Abstract How maize yield response to precipitation varies across a large spatial scale is unclear compared with the well-understood temperature response, even though precipitation change is more erratic with greater spatial heterogeneity. This study provides a spatial-explicit quantification of maize yield response to precipitation in the contiguous United States and investigates how precipitation response is altered by natural and human factors using statistical and crop model data. We find the precipitation responses are highly heterogeneous with inverted-U (40.3%) being the leading response type, followed by unresponsive (30.39%), and linear increase (28.6%). The optimal precipitation threshold derived from inverted-U response exhibits considerable spatial variations, which is higher under wetter, hotter, and well-drainage conditions but lower under drier, cooler, and poor-drainage conditions.
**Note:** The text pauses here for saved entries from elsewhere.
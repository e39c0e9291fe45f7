//! On-disk session (bearer token + cached user).
//!
//! Only the login/logout commands write here. The discovery pipeline gets
//! an already-loaded [`SessionContext`].

use std::fs;
use std::path::{Path, PathBuf};

use skillbridge_core::SessionContext;
use tracing::debug;

use crate::config::SkillBridgeConfig;
use crate::error::{ClientError, Result};

#[derive(Debug, Clone)]
pub struct SessionStore {
    path: PathBuf,
}

impl SessionStore {
    pub fn new(path: impl Into<PathBuf>) -> Self {
        Self { path: path.into() }
    }

    pub fn from_config(config: &SkillBridgeConfig) -> Self {
        Self::new(config.session_path.clone())
    }

    pub fn path(&self) -> &Path {
        &self.path
    }

    pub fn exists(&self) -> bool {
        self.path.exists()
    }

    pub fn load(&self) -> Result<SessionContext> {
        if !self.path.exists() {
            return Err(ClientError::MissingSession(self.path.display().to_string()));
        }
        let text = fs::read_to_string(&self.path)?;
        let session: SessionContext = serde_json::from_str(&text)?;
        debug!(user.id = session.user_id(), path = %self.path.display(), "Session loaded");
        Ok(session)
    }

    pub fn save(&self, session: &SessionContext) -> Result<()> {
        if let Some(parent) = self.path.parent() {
            fs::create_dir_all(parent)?;
        }
        let text = serde_json::to_string_pretty(session)?;
        fs::write(&self.path, text)?;
        restrict_permissions(&self.path)?;
        Ok(())
    }

    /// Remove the stored session. Returns whether a file was removed.
    pub fn clear(&self) -> Result<bool> {
        if self.path.exists() {
            fs::remove_file(&self.path)?;
            Ok(true)
        } else {
            Ok(false)
        }
    }
}

#[cfg(unix)]
fn restrict_permissions(path: &Path) -> std::io::Result<()> {
    use std::os::unix::fs::PermissionsExt;
    fs::set_permissions(path, fs::Permissions::from_mode(0o600))
}

#[cfg(not(unix))]
fn restrict_permissions(_path: &Path) -> std::io::Result<()> {
    Ok(())
}
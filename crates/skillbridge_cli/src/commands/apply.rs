//! `skillbridge apply` and `skillbridge update-status`

use std::sync::Arc;

use anyhow::Result;
use skillbridge_client::DiscoveryView;
use skillbridge_core::{ApplicationId, ApplicationStatus, TaskId, UserId};

use super::{connect, flush_notifications, Reported};

pub async fn handle_apply(
    api_url: Option<String>,
    task: TaskId,
    volunteer: Option<UserId>,
    message: Option<String>,
) -> Result<()> {
    let (client, session) = connect(api_url, volunteer)?;
    let mut view = DiscoveryView::mount(Arc::new(client), &session);

    let result = view.apply_with_message(task, message).await;
    flush_notifications(&mut view);
    result.map_err(|_| anyhow::Error::from(Reported))
}

pub async fn handle_update_status(
    api_url: Option<String>,
    application: ApplicationId,
    status: ApplicationStatus,
) -> Result<()> {
    let (client, session) = connect(api_url, None)?;
    let mut view = DiscoveryView::mount(Arc::new(client), &session);

    let result = view.update_application_status(application, status).await;
    flush_notifications(&mut view);
    result.map_err(|_| anyhow::Error::from(Reported))
}
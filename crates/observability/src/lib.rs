//! SkillBridge Observability - tracing setup and span helpers
//!
//! Every SkillBridge binary initializes logging through this crate so the
//! filter, format and output stream are the same everywhere.
//!
//! # Quick Start
//!
//! ```no_run
//! use skillbridge_observability::{init, ObservabilityConfig};
//!
//! let config = ObservabilityConfig::new("skillbridge-cli").with_log_level("debug");
//! init(config)?;
//!
//! tracing::info!("Dashboard started");
//! # Ok::<(), skillbridge_observability::ObservabilityError>(())
//! ```
//!
//! # Environment Variables
//!
//! - `SERVICE_NAME` - Service name
//! - `SKILLBRIDGE_LOG` or `RUST_LOG` - Log level filter
//! - `NO_COLOR` - Disable ANSI colors

pub mod config;
pub mod error;
pub mod telemetry;
pub mod tracing;

pub use config::ObservabilityConfig;
pub use error::ObservabilityError;
pub use telemetry::{init, init_from_env};
pub use tracing::{record_duration, record_error};
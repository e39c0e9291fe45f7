//! Result and notification types produced by the client and the view.

use std::collections::HashSet;

use serde::{Deserialize, Serialize};
use skillbridge_core::{Match, Rejected, Task, TaskId};

/// Everything the discovery dashboard needs, fetched in one fan-out.
#[derive(Debug, Clone, Default, Serialize)]
pub struct DiscoverySnapshot {
    /// Matches in server order
    pub matches: Vec<Match>,
    /// Ids of tasks the volunteer already applied to
    pub applied: HashSet<TaskId>,
    /// Full catalog, normalized
    pub tasks: Vec<Task>,
    /// Records dropped during normalization (catalog and matches)
    pub rejected: Vec<Rejected>,
}

#[derive(Debug, Clone, Copy, PartialEq, Eq, Serialize, Deserialize)]
#[serde(rename_all = "snake_case")]
pub enum NotificationLevel {
    Success,
    Info,
    Error,
}

/// Transient user-facing message (a toast).
#[derive(Debug, Clone, PartialEq, Eq, Serialize, Deserialize)]
pub struct Notification {
    pub level: NotificationLevel,
    pub message: String,
}

impl Notification {
    pub fn success(message: impl Into<String>) -> Self {
        Self {
            level: NotificationLevel::Success,
            message: message.into(),
        }
    }

    pub fn info(message: impl Into<String>) -> Self {
        Self {
            level: NotificationLevel::Info,
            message: message.into(),
        }
    }

    pub fn error(message: impl Into<String>) -> Self {
        Self {
            level: NotificationLevel::Error,
            message: message.into(),
        }
    }

    pub fn is_error(&self) -> bool {
        self.level == NotificationLevel::Error
    }
}
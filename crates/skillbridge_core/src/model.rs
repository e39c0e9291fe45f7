//! Canonical SkillBridge entities.
//!
//! These are the shapes the rest of the system works with. Wire payloads
//! arrive as [`crate::normalize::RawTask`] and friends and are converted
//! once at the API boundary.

use std::str::FromStr;

use chrono::NaiveDate;
use serde::{Deserialize, Serialize};

use crate::error::CoreError;

pub type TaskId = u64;
pub type UserId = u64;
pub type ApplicationId = u64;

/// Lifecycle of a posted task. Server-authoritative.
#[derive(Debug, Clone, Copy, PartialEq, Eq, Hash, Default, Serialize, Deserialize)]
#[serde(try_from = "String")]
pub enum TaskStatus {
    #[default]
    Open,
    Ongoing,
    Completed,
}

impl TaskStatus {
    pub fn as_str(&self) -> &'static str {
        match self {
            TaskStatus::Open => "Open",
            TaskStatus::Ongoing => "Ongoing",
            TaskStatus::Completed => "Completed",
        }
    }
}

impl FromStr for TaskStatus {
    type Err = CoreError;

    fn from_str(s: &str) -> Result<Self, Self::Err> {
        match s.trim().to_lowercase().as_str() {
            "open" => Ok(TaskStatus::Open),
            "ongoing" | "in_progress" => Ok(TaskStatus::Ongoing),
            "completed" | "closed" => Ok(TaskStatus::Completed),
            _ => Err(CoreError::UnknownTaskStatus(s.to_string())),
        }
    }
}

impl TryFrom<String> for TaskStatus {
    type Error = CoreError;

    fn try_from(value: String) -> Result<Self, Self::Error> {
        value.parse()
    }
}

impl std::fmt::Display for TaskStatus {
    fn fmt(&self, f: &mut std::fmt::Formatter<'_>) -> std::fmt::Result {
        write!(f, "{}", self.as_str())
    }
}

/// State of a volunteer's application to a task.
#[derive(Debug, Clone, Copy, PartialEq, Eq, Hash, Default, Serialize, Deserialize)]
#[serde(rename_all = "lowercase", try_from = "String")]
pub enum ApplicationStatus {
    #[default]
    Applied,
    Accepted,
    Rejected,
}

impl ApplicationStatus {
    pub fn as_str(&self) -> &'static str {
        match self {
            ApplicationStatus::Applied => "applied",
            ApplicationStatus::Accepted => "accepted",
            ApplicationStatus::Rejected => "rejected",
        }
    }
}

impl FromStr for ApplicationStatus {
    type Err = CoreError;

    fn from_str(s: &str) -> Result<Self, Self::Err> {
        match s.trim().to_lowercase().as_str() {
            "applied" | "pending" => Ok(ApplicationStatus::Applied),
            "accepted" => Ok(ApplicationStatus::Accepted),
            "rejected" => Ok(ApplicationStatus::Rejected),
            _ => Err(CoreError::UnknownApplicationStatus(s.to_string())),
        }
    }
}

impl TryFrom<String> for ApplicationStatus {
    type Error = CoreError;

    fn try_from(value: String) -> Result<Self, Self::Error> {
        value.parse()
    }
}

impl std::fmt::Display for ApplicationStatus {
    fn fmt(&self, f: &mut std::fmt::Formatter<'_>) -> std::fmt::Result {
        write!(f, "{}", self.as_str())
    }
}

/// One entry of a task's `required_skills`.
#[derive(Debug, Clone, PartialEq, Eq, Hash, Serialize, Deserialize)]
pub struct SkillRequirement {
    pub skill: String,
    #[serde(default)]
    pub level: String,
}

impl SkillRequirement {
    pub fn new(skill: impl Into<String>, level: impl Into<String>) -> Self {
        Self {
            skill: skill.into(),
            level: level.into(),
        }
    }
}

/// A task in its canonical, normalized form.
#[derive(Debug, Clone, PartialEq, Serialize, Deserialize)]
pub struct Task {
    pub id: TaskId,
    pub title: String,
    pub description: String,
    pub location: String,
    pub start_date: Option<NaiveDate>,
    pub end_date: Option<NaiveDate>,
    pub required_skills: Vec<SkillRequirement>,
    pub cause: Option<String>,
    pub volunteers_needed: u32,
    pub status: TaskStatus,
}

impl Task {
    /// Minimal open task; mostly useful for building fixtures.
    pub fn new(id: TaskId, title: impl Into<String>) -> Self {
        Self {
            id,
            title: title.into(),
            description: String::new(),
            location: String::new(),
            start_date: None,
            end_date: None,
            required_skills: Vec::new(),
            cause: None,
            volunteers_needed: 1,
            status: TaskStatus::Open,
        }
    }

    pub fn with_location(mut self, location: impl Into<String>) -> Self {
        self.location = location.into();
        self
    }

    pub fn with_skill(mut self, skill: impl Into<String>, level: impl Into<String>) -> Self {
        self.required_skills.push(SkillRequirement::new(skill, level));
        self
    }

    pub fn with_cause(mut self, cause: impl Into<String>) -> Self {
        self.cause = Some(cause.into());
        self
    }

    pub fn requires_skill(&self, skill: &str) -> bool {
        self.required_skills.iter().any(|s| s.skill == skill)
    }
}

/// A server-computed match between a volunteer and a task.
#[derive(Debug, Clone, PartialEq, Serialize, Deserialize)]
pub struct Match {
    pub task: Task,
    /// 0..=100
    pub score: u8,
    /// Human-readable reasons, in the order the server gave them.
    pub reasons: Vec<String>,
}

/// Entry of `/volunteers/{id}/applied-tasks`; only `task_id` matters for
/// discovery.
#[derive(Debug, Clone, PartialEq, Eq, Serialize, Deserialize)]
pub struct AppliedTaskRecord {
    pub task_id: TaskId,
    #[serde(default)]
    pub status: ApplicationStatus,
}

/// An application as returned by `/task-applications` endpoints.
#[derive(Debug, Clone, PartialEq, Eq, Serialize, Deserialize)]
pub struct TaskApplication {
    pub id: ApplicationId,
    pub task_id: TaskId,
    pub volunteer_id: UserId,
    #[serde(default)]
    pub status: ApplicationStatus,
    #[serde(default, skip_serializing_if = "Option::is_none")]
    pub message: Option<String>,
}

/// Body of `POST /task-applications`.
#[derive(Debug, Clone, PartialEq, Eq, Serialize, Deserialize)]
pub struct NewApplication {
    pub task_id: TaskId,
    pub volunteer_id: UserId,
    #[serde(skip_serializing_if = "Option::is_none")]
    pub message: Option<String>,
}

impl NewApplication {
    pub fn new(task_id: TaskId, volunteer_id: UserId) -> Self {
        Self {
            task_id,
            volunteer_id,
            message: None,
        }
    }

    pub fn message(mut self, message: impl Into<String>) -> Self {
        self.message = Some(message.into());
        self
    }
}

/// Body of `POST /tasks` (nonprofit admin).
#[derive(Debug, Clone, PartialEq, Serialize, Deserialize)]
pub struct NewTask {
    pub title: String,
    pub description: String,
    pub location: String,
    #[serde(skip_serializing_if = "Option::is_none")]
    pub start_date: Option<NaiveDate>,
    #[serde(skip_serializing_if = "Option::is_none")]
    pub end_date: Option<NaiveDate>,
    pub required_skills: Vec<SkillRequirement>,
    #[serde(skip_serializing_if = "Option::is_none")]
    pub cause: Option<String>,
    pub volunteers_needed: u32,
    pub status: TaskStatus,
}

/// Body of `PUT /tasks/{id}`; only set fields are sent.
#[derive(Debug, Clone, Default, PartialEq, Serialize, Deserialize)]
pub struct TaskUpdate {
    #[serde(skip_serializing_if = "Option::is_none")]
    pub title: Option<String>,
    #[serde(skip_serializing_if = "Option::is_none")]
    pub description: Option<String>,
    #[serde(skip_serializing_if = "Option::is_none")]
    pub location: Option<String>,
    #[serde(skip_serializing_if = "Option::is_none")]
    pub required_skills: Option<Vec<SkillRequirement>>,
    #[serde(skip_serializing_if = "Option::is_none")]
    pub volunteers_needed: Option<u32>,
    #[serde(skip_serializing_if = "Option::is_none")]
    pub status: Option<TaskStatus>,
}

impl TaskUpdate {
    pub fn is_empty(&self) -> bool {
        self == &Self::default()
    }
}

#[cfg(test)]
mod tests {
    use super::*;
    use serde_json::json;

    #[test]
    fn test_task_status_is_case_insensitive() {
        let s: TaskStatus = serde_json::from_value(json!("ongoing")).unwrap();
        assert_eq!(s, TaskStatus::Ongoing);
        let s: TaskStatus = serde_json::from_value(json!("Completed")).unwrap();
        assert_eq!(s, TaskStatus::Completed);
        assert!(serde_json::from_value::<TaskStatus>(json!("Archived")).is_err());
    }

    #[test]
    fn test_task_status_serializes_capitalized() {
        assert_eq!(serde_json::to_value(TaskStatus::Open).unwrap(), json!("Open"));
    }

    #[test]
    fn test_application_status_roundtrip_lowercase() {
        assert_eq!(
            serde_json::to_value(ApplicationStatus::Accepted).unwrap(),
            json!("accepted")
        );
        let s: ApplicationStatus = serde_json::from_value(json!("Rejected")).unwrap();
        assert_eq!(s, ApplicationStatus::Rejected);
    }

    #[test]
    fn test_applied_record_defaults_status() {
        let r: AppliedTaskRecord = serde_json::from_value(json!({ "task_id": 3 })).unwrap();
        assert_eq!(r.task_id, 3);
        assert_eq!(r.status, ApplicationStatus::Applied);
    }

    #[test]
    fn test_new_application_omits_empty_message() {
        let body = serde_json::to_value(NewApplication::new(3, 7)).unwrap();
        assert_eq!(body, json!({ "task_id": 3, "volunteer_id": 7 }));
    }

    #[test]
    fn test_task_update_only_sends_set_fields() {
        let update = TaskUpdate {
            status: Some(TaskStatus::Completed),
            ..Default::default()
        };
        assert!(!update.is_empty());
        assert_eq!(
            serde_json::to_value(&update).unwrap(),
            json!({ "status": "Completed" })
        );
        assert!(TaskUpdate::default().is_empty());
    }
}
Irrigation alters precipitation response by making yield either unresponsive to precipitation or having lower optimal thresholds than rainfed conditions. We further find that the observed precipitation responses of maize yield are misrepresented in crop models, with a too high percentage of increase type (59.0% versus 29.6%) and an overestimation in optimal precipitation threshold by ∼90 mm. These two factors explain about 30% and 85% of the inter-model yield overestimation biases under extreme rainfall conditions. Our study highlights the large spatial heterogeneity and the key role of human management in the precipitation responses of maize yield, which need to be better characterized in crop modeling and food security assessment under climate change.